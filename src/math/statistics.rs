//! Descriptive statistics of a numeric sequence.
//!
//! Variance is the population variance (divide by `n`), so a single value has a
//! variance of zero rather than being undefined.

use serde::{Deserialize, Serialize};

use crate::error::{Error, Result};

/// Summary of a column of values.
#[derive(Debug, Clone, Copy, PartialEq, Serialize, Deserialize)]
pub struct Statistics {
    pub mean: f64,
    pub median: f64,
    pub variance: f64,
    pub std_dev: f64,
    pub min: f64,
    pub max: f64,
}

impl Statistics {
    /// Compute statistics over `values`.
    ///
    /// Fails with [`Error::EmptyData`] when `values` is empty.
    pub fn from_values(values: &[f64]) -> Result<Self> {
        if values.is_empty() {
            return Err(Error::EmptyData("statistics"));
        }

        let n = values.len() as f64;
        let mean = values.iter().sum::<f64>() / n;
        let variance = values.iter().map(|v| (v - mean).powi(2)).sum::<f64>() / n;
        let min = values.iter().copied().fold(f64::INFINITY, f64::min);
        let max = values.iter().copied().fold(f64::NEG_INFINITY, f64::max);

        Ok(Self {
            mean,
            median: median(values)?,
            variance,
            std_dev: variance.sqrt(),
            min,
            max,
        })
    }

    /// Like [`Statistics::from_values`] but maps "no values" to `None`.
    pub fn maybe_from_values(values: &[f64]) -> Option<Self> {
        Self::from_values(values).ok()
    }
}

/// Median of `values`; the mean of the two middle values for even lengths.
pub fn median(values: &[f64]) -> Result<f64> {
    if values.is_empty() {
        return Err(Error::EmptyData("median"));
    }

    let mut sorted = values.to_vec();
    sorted.sort_by(f64::total_cmp);

    let mid = sorted.len() / 2;
    if sorted.len() % 2 == 0 {
        Ok((sorted[mid - 1] + sorted[mid]) / 2.0)
    } else {
        Ok(sorted[mid])
    }
}

#[cfg(test)]
mod tests {
    use super::*;
    use approx::assert_relative_eq;

    #[test]
    fn statistics_of_small_sequence() {
        let stats = Statistics::from_values(&[2.0, 4.0, 4.0, 4.0, 5.0, 5.0, 7.0, 9.0]).unwrap();
        assert_relative_eq!(stats.mean, 5.0);
        assert_relative_eq!(stats.median, 4.5);
        assert_relative_eq!(stats.variance, 4.0);
        assert_relative_eq!(stats.std_dev, 2.0);
        assert_relative_eq!(stats.min, 2.0);
        assert_relative_eq!(stats.max, 9.0);
    }

    #[test]
    fn single_value_has_zero_spread() {
        let stats = Statistics::from_values(&[3.5]).unwrap();
        assert_relative_eq!(stats.mean, 3.5);
        assert_relative_eq!(stats.median, 3.5);
        assert_relative_eq!(stats.variance, 0.0);
    }

    #[test]
    fn median_of_odd_length_ignores_order() {
        assert_relative_eq!(median(&[9.0, 1.0, 5.0]).unwrap(), 5.0);
    }

    #[test]
    fn empty_sequence_fails() {
        assert_eq!(
            Statistics::from_values(&[]).unwrap_err(),
            Error::EmptyData("statistics")
        );
        assert!(Statistics::maybe_from_values(&[]).is_none());
    }
}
----
In full and verbatim, repeat the records given above.

filename src/math/statistics.rs
//! Descriptive statistics of a numeric sequence.
//!
//! Variance is the population variance (divide by `n`), so a single value has a
//! variance of zero rather than being undefined.

use serde::{Deserialize, Serialize};

use crate::error::{Error, Result};

/// Summary of a column of values.
#[derive(Debug, Clone, Copy, PartialEq, Serialize, Deserialize)]
pub struct Statistics {
    pub mean: f64,
    pub median: f64,
    pub variance: f64,
    pub std_dev: f64,
    pub min: f64,
    pub max: f64,
}

impl Statistics {
    /// Compute statistics over `values`.
    ///
    /// Fails with [`Error::EmptyData`] when `values` is empty.
    pub fn from_values(values: &[f64]) -> Result<Self> {
        if values.is_empty() {
            return Err(Error::EmptyData("statistics"));
        }

        let n = values.len() as f64;
        let mean = values.iter().sum::<f64>() / n;
        let variance = values.iter().map(|v| (v - mean).powi(2)).sum::<f64>() / n;
        let min = values.iter().copied().fold(f64::INFINITY, f64::min);
        let max = values.iter().copied().fold(f64::NEG_INFINITY, f64::max);

        Ok(Self {
            mean,
            median: median(values)?,
            variance,
            std_dev: variance.sqrt(),
            min,
            max,
        })
    }

    /// Like [`Statistics::from_values`] but maps "no values" to `None`.
    pub fn maybe_from_values(values: &[f64]) -> Option<Self> {
        Self::from_values(values).ok()
    }
}

/// Median of `values`; the mean of the two middle values for even lengths.
pub fn median(values: &[f64]) -> Result<f64> {
    if values.is_empty() {
        return Err(Error::EmptyData("median"));
    }

    let mut sorted = values.to_vec();
    sorted.sort_by(f64::total_cmp);

    let mid = sorted.len() / 2;
    if sorted.len() % 2 == 0 {
        Ok((sorted[mid - 1] + sorted[mid]) / 2.0)
    } else {
        Ok(sorted[mid])
    }
}

#[cfg(test)]
mod tests {
    use super::*;
    use approx::assert_relative_eq;

    #[test]
    fn statistics_of_small_sequence() {
        let stats = Statistics::from_values(&[2.0, 4.0, 4.0, 4.0, 5.0, 5.0, 7.0, 9.0]).unwrap();
        assert_relative_eq!(stats.mean, 5.0);
        assert_relative_eq!(stats.median, 4.5);
        assert_relative_eq!(stats.variance, 4.0);
        assert_relative_eq!(stats.std_dev, 2.0);
        assert_relative_eq!(stats.min, 2.0);
        assert_relative_eq!(stats.max, 9.0);
    }

    #[test]
    fn single_value_has_zero_spread() {
        let stats = Statistics::from_values(&[3.5]).unwrap();
        assert_relative_eq!(stats.mean, 3.5);
        assert_relative_eq!(stats.median, 3.5);
        assert_relative_eq!(stats.variance, 0.0);
    }

    #[test]
    fn median_of_odd_length_ignores_order() {
        assert_relative_eq!(median(&[9.0, 1.0, 5.0]).unwrap(), 5.0);
    }

    #[test]
    fn empty_sequence_fails() {
        assert_eq!(
            Statistics::from_values(&[]).unwrap_err(),
            Error::EmptyData("statistics")
        );
        assert!(Statistics::maybe_from_values(&[]).is_none());
    }
}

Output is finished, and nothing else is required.